Passou o verão, passou o ardente estio;
as cousas por outras se trocaram;
Os fementidos Fados já deixaram
Do mundo o regimento ou desvario.
Tem o tempo a sua ordem já sabida;
O mundo não; mas anda tão confuso,
Que parece que dele Deus se esquece.
Casos, opiniões, natura e uso
Fazem que nos pareça desta vida
Que não há nela mais que o que parece.
Também Os Lusíadas são pontilhados por versos críticos, quando não amargos, contra os destrambelhos que o poeta observa na sociedade do seu tempo. Nos exórdios, que encerram sete dos dez cantos, por exemplo, sobressaem a melancolia, o desengano, o pessimismo, a consciência do autor acerca do desconcerto do mundo e da insignificância do homem, tão genuinamente maneiristas.
O Maneirismo, conforme ficou explicitado, ultrapassa a mera expressão de uma crise espiritual. No entender de Gustav René Hocke, mais que isso, ele significa a tomada de consciência do homem acerca “de um mundo que se desagrega e de uma crise epocal.”

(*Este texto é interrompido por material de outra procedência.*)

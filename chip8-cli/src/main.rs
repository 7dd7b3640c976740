//! Entrypoint for CLI
use std::{
    env,
    error::Error,
    sync::mpsc,
    thread::JoinHandle,
    time::{Duration, Instant},
};

use chip8::{prelude::*, rom};
use log::{error, info, LevelFilter};

mod config;
mod error;
mod input;
mod machine;
mod terminal;

use self::{
    config::HostConf,
    error::{CliError, ErrorKind},
    input::KeyLatch,
    machine::{Command, Event, Machine},
    terminal::{TermInput, Terminal},
};

static USAGE: &str = r#"
usage: chip8 CMD FILE [OPTIONS]

commands:
    run     Run the target hex image file
    dis     Disassemble the target hex image into readable assembly

options:
    --config PATH   Host settings in YAML (run only)

keys:
    1 2 3 4
    q w e r     mapped to the keypad by default
    a s d f
    z x c v     Esc or Ctrl-C quits

examples:
    chip8 run breakout.hex
    chip8 run breakout.hex --config chip8.yaml
    chip8 dis breakout.hex
"#;

/// Interval between terminal redraws.
const FRAME_INTERVAL: Duration = Duration::from_millis(16);

fn run_rom(filepath: &str, config: Option<&str>) -> Result<(), CliError> {
    let conf = match config {
        Some(path) => HostConf::from_file(path)?,
        None => HostConf::default(),
    };

    let bytecode = rom::load_hex_file(filepath)?;

    let mut vm = Chip8Vm::with_conf(conf.vm_conf());
    vm.load_builtin_font()?;
    vm.load_bytecode(&bytecode)?;
    info!("loaded {} bytes from {filepath}", bytecode.len());

    let frames = FrameHandoff::new();
    let (tx, rx) = mpsc::channel();
    let (event_tx, events) = mpsc::channel();
    let handle = Machine::new(vm, frames.clone(), rx, event_tx).spawn();

    let bindings = conf.key_bindings();
    let mut latch = KeyLatch::new(Duration::from_millis(conf.key_hold_ms));

    {
        let mut term = Terminal::new()?;

        while !handle.is_finished() {
            let now = Instant::now();
            for key in latch.expire(now) {
                let _ = tx.send(Command::Key(key, false));
            }

            match term.poll_input(FRAME_INTERVAL)? {
                Some(TermInput::Quit) => break,
                Some(TermInput::Char(c)) => match bindings.map_char(c) {
                    Some(key) => {
                        if latch.press(key, now) {
                            let _ = tx.send(Command::Key(key, true));
                        }
                    }
                    None => log::trace!("no keypad mapping for {c:?}"),
                },
                None => {}
            }

            for event in events.try_iter() {
                match event {
                    Event::Beep => term.bell()?,
                }
            }

            if let Some(frame) = frames.take() {
                term.draw(&frame)?;
            }
        }
    }

    // The machine thread may have stopped already, in which case nobody is listening.
    let _ = tx.send(Command::Quit);

    join_machine(handle)
}

/// Wait for the machine thread, turning its fault or panic into an error.
fn join_machine(handle: JoinHandle<Chip8Result<()>>) -> Result<(), CliError> {
    match handle.join() {
        Ok(result) => result.map_err(CliError::from),
        Err(_) => Err(CliError {
            kind: ErrorKind::MachinePanic,
        }),
    }
}

fn run_disassembler(filepath: &str) -> Result<(), CliError> {
    let bytecode = rom::load_hex_file(filepath)?;
    let listing = Disassembler::new(&bytecode)
        .to_listing()
        .map_err(Chip8Error::from)?;
    print!("{listing}");
    Ok(())
}

fn main() -> Result<(), Box<dyn Error>> {
    // The terminal renderer owns stdout, so only warnings are shown unless RUST_LOG says otherwise.
    simple_logger::SimpleLogger::new()
        .with_level(LevelFilter::Warn)
        .env()
        .init()?;

    let result = match parse_args(env::args().skip(1)) {
        Some(Cmd::Run { filepath, config }) => run_rom(&filepath, config.as_deref()),
        Some(Cmd::Dis { filepath }) => run_disassembler(&filepath),
        None => Err(CliError {
            kind: ErrorKind::Usage,
        }),
    };

    match result {
        Ok(()) => Ok(()),
        Err(CliError {
            kind: ErrorKind::Usage,
        }) => {
            print_usage();
            // FreeBSD EX_USAGE (64)
            std::process::exit(64)
        }
        Err(err) => {
            error!("{err}");
            std::process::exit(1)
        }
    }
}

fn parse_args(mut args: impl Iterator<Item = String>) -> Option<Cmd> {
    let cmd = args.next()?;
    let filepath = args.next()?;

    match cmd.as_str() {
        "run" => {
            let mut config = None;
            while let Some(arg) = args.next() {
                match arg.as_str() {
                    "--config" => config = Some(args.next()?),
                    _ => return None,
                }
            }
            Some(Cmd::Run { filepath, config })
        }
        "dis" => match args.next() {
            Some(_) => None,
            None => Some(Cmd::Dis { filepath }),
        },
        _ => None,
    }
}

fn print_usage() {
    println!("chip8 v{}", env!("CARGO_PKG_VERSION"));
    println!("{USAGE}");
}

#[derive(Debug, PartialEq, Eq)]
enum Cmd {
    /// Run file
    Run {
        filepath: String,
        config: Option<String>,
    },
    /// Disassemble
    Dis { filepath: String },
}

A essa crise, que afeta a todos, se soma, por inevitável conseqüência, uma desencantada visão do real, geradora de uma inquietude que, em muitos casos, se exaspera em amargura, suscitando versos que expressam o non sense do mundo e, nele, o papel protagonizado pelo homem: o de um ser esmagado pela aflição e invadido por impotente angústia.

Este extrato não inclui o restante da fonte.